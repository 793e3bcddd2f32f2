//! Scalar (string/number/boolean/date) three-way merge: last-write-wins
//! by commit timestamp, tie-broken by commit id, per §4.1.

use super::{MergeTieBreak, Value};
use crate::error::Result;

pub fn merge3(a: &Value, b: &Value, tie: &MergeTieBreak) -> Result<Value> {
    Ok(if tie.a_wins() { a.clone() } else { b.clone() })
}
//! Stateless Bloom-filter sync protocol (§4.6): a single round transfers
//! only the commits each side may be missing.

pub mod scheduler;

use async_trait::async_trait;
use serde::{Deserialize, Serialize};

use crate::bloom::BloomFilter;
use crate::commit::{Commit, CommitSource};
use crate::error::Result;
use crate::repository::Repository;

#[derive(Debug, Clone, Serialize, Deserialize)]
pub struct BloomReq {
    pub repo_path: String,
    pub filter: BloomFilter,
    pub count: u64,
    pub expected_fpr: f64,
}

#[derive(Debug, Clone, Serialize, Deserialize)]
pub struct BloomRsp {
    pub commits_to_client: Vec<Commit>,
    pub filter_to_client: BloomFilter,
}

#[derive(Debug, Clone, Serialize, Deserialize)]
pub struct Push {
    pub commits: Vec<Commit>,
}

#[derive(Debug, Clone, Serialize, Deserialize, Default)]
pub struct PushAck {
    pub accepted: usize,
    pub rejected: usize,
}

/// The external-collaborator boundary for a peer connection (§1: the
/// HTTP transport itself is out of scope; this is what the core needs
/// from whatever carries the bytes).
#[async_trait]
pub trait PeerTransport: Send + Sync {
    async fn bloom_exchange(&self, req: BloomReq) -> Result<BloomRsp>;
    async fn push(&self, push: Push) -> Result<PushAck>;
}

#[derive(Debug, Clone, Copy, Default)]
pub struct SyncStatus {
    pub received: usize,
    pub sent: usize,
}

/// Runs one client-initiated round (§4.6's `Client: ... Server: ... `
/// exchange) against `peer`.
pub async fn run_round(
    repo: &Repository,
    repo_path: &str,
    peer: &dyn PeerTransport,
    capacity_hint: usize,
    fpr: f64,
) -> Result<SyncStatus> {
    let local_ids = repo.all_commit_ids();
    let mut filter = BloomFilter::new(capacity_hint.max(local_ids.len()).max(1), fpr);
    for id in &local_ids {
        filter.add(id.as_bytes());
    }

    let req = BloomReq {
        repo_path: repo_path.to_string(),
        filter,
        count: local_ids.len() as u64,
        expected_fpr: fpr,
    };
    let rsp = peer.bloom_exchange(req).await?;

    let received = rsp.commits_to_client.len();
    repo.persist_verified_commits(rsp.commits_to_client)?;

    let local_ids = repo.all_commit_ids();
    let commits_to_server: Vec<Commit> = local_ids
        .iter()
        .filter(|id| !rsp.filter_to_client.may_contain(id.as_bytes()))
        .filter_map(|id| repo.get(id))
        .collect();
    let sent = commits_to_server.len();
    peer.push(Push { commits: commits_to_server }).await?;

    Ok(SyncStatus { received, sent })
}

/// Server-side response construction for an inbound `BloomReq` (§4.6).
/// Served externally over HTTP; this computes the content.
pub fn answer_bloom_req(repo: &Repository, req: &BloomReq) -> BloomRsp {
    let local_ids = repo.all_commit_ids();
    let commits_to_client: Vec<Commit> = local_ids
        .iter()
        .filter(|id| !req.filter.may_contain(id.as_bytes()))
        .filter_map(|id| repo.get(id))
        .collect();

    let mut filter_to_client = BloomFilter::new(local_ids.len().max(1), req.expected_fpr);
    for id in &local_ids {
        filter_to_client.add(id.as_bytes());
    }
    BloomRsp { commits_to_client, filter_to_client }
}

/// Server-side handling of an inbound `Push` (§4.6).
pub fn answer_push(repo: &Repository, push: Push) -> Result<PushAck> {
    let report = repo.persist_verified_commits(push.commits)?;
    Ok(PushAck { accepted: report.accepted.len(), rejected: report.rejected.len() })
}

#[cfg(test)]
mod tests {
    use super::*;
    use crate::crypto::Session;
    use crate::item::Item;
    use crate::repository::SessionResolver;
    use crate::schema::{FieldSchema, Schema};
    use crate::value::Value;
    use std::sync::Arc;

    struct AllowAll;
    impl SessionResolver for AllowAll {
        fn public_key_for(&self, _session_id: &str) -> Option<crate::crypto::PublicKey> {
            None
        }
    }

    struct LoopbackPeer {
        server: Repository,
    }

    #[async_trait]
    impl PeerTransport for LoopbackPeer {
        async fn bloom_exchange(&self, req: BloomReq) -> Result<BloomRsp> {
            Ok(answer_bloom_req(&self.server, &req))
        }
        async fn push(&self, push: Push) -> Result<PushAck> {
            answer_push(&self.server, push)
        }
    }

    fn schema() -> Schema {
        Schema::new("doc", 1).with_field("title", FieldSchema::required("string"))
    }

    fn item(title: &str) -> Item {
        Item::new(&schema(), [("title".to_string(), Value::String(title.into()))].into()).unwrap()
    }

    fn temp_dir(name: &str) -> std::path::PathBuf {
        std::env::temp_dir().join(format!("goatdb-sync-test-{name}-{}", std::process::id()))
    }

    #[tokio::test]
    async fn client_learns_server_only_commit() {
        let client_dir = temp_dir("client");
        let server_dir = temp_dir("server");
        let client = Repository::open(&client_dir, true, Arc::new(AllowAll)).unwrap();
        let server = Repository::open(&server_dir, true, Arc::new(AllowAll)).unwrap();

        let session = Session::generate("s1", None, i64::MAX);
        let commit = Commit::build_document(&session, "k1", "org", &item("hello"), &[]).unwrap();
        server.persist_verified_commits(vec![commit.clone()]).unwrap();

        let peer = LoopbackPeer { server };
        let status = run_round(&client, "/data/x", &peer, 100, 0.01).await.unwrap();
        assert_eq!(status.received, 1);

        let (loaded, _) = client.value_for_key("k1").unwrap().unwrap();
        assert_eq!(loaded.get("title"), Some(&Value::String("hello".into())));

        let _ = std::fs::remove_dir_all(&client_dir);
        let _ = std::fs::remove_dir_all(&server_dir);
    }
}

═══

__WHAT TO WORK ON__.
Return each line from the entries above that includes "received".

__RESULT FOR THIS EXERCISE__.
    pub received: usize,
    let received = rsp.commits_to_client.len();
    Ok(SyncStatus { received, sent })
        assert_eq!(status.received, 1);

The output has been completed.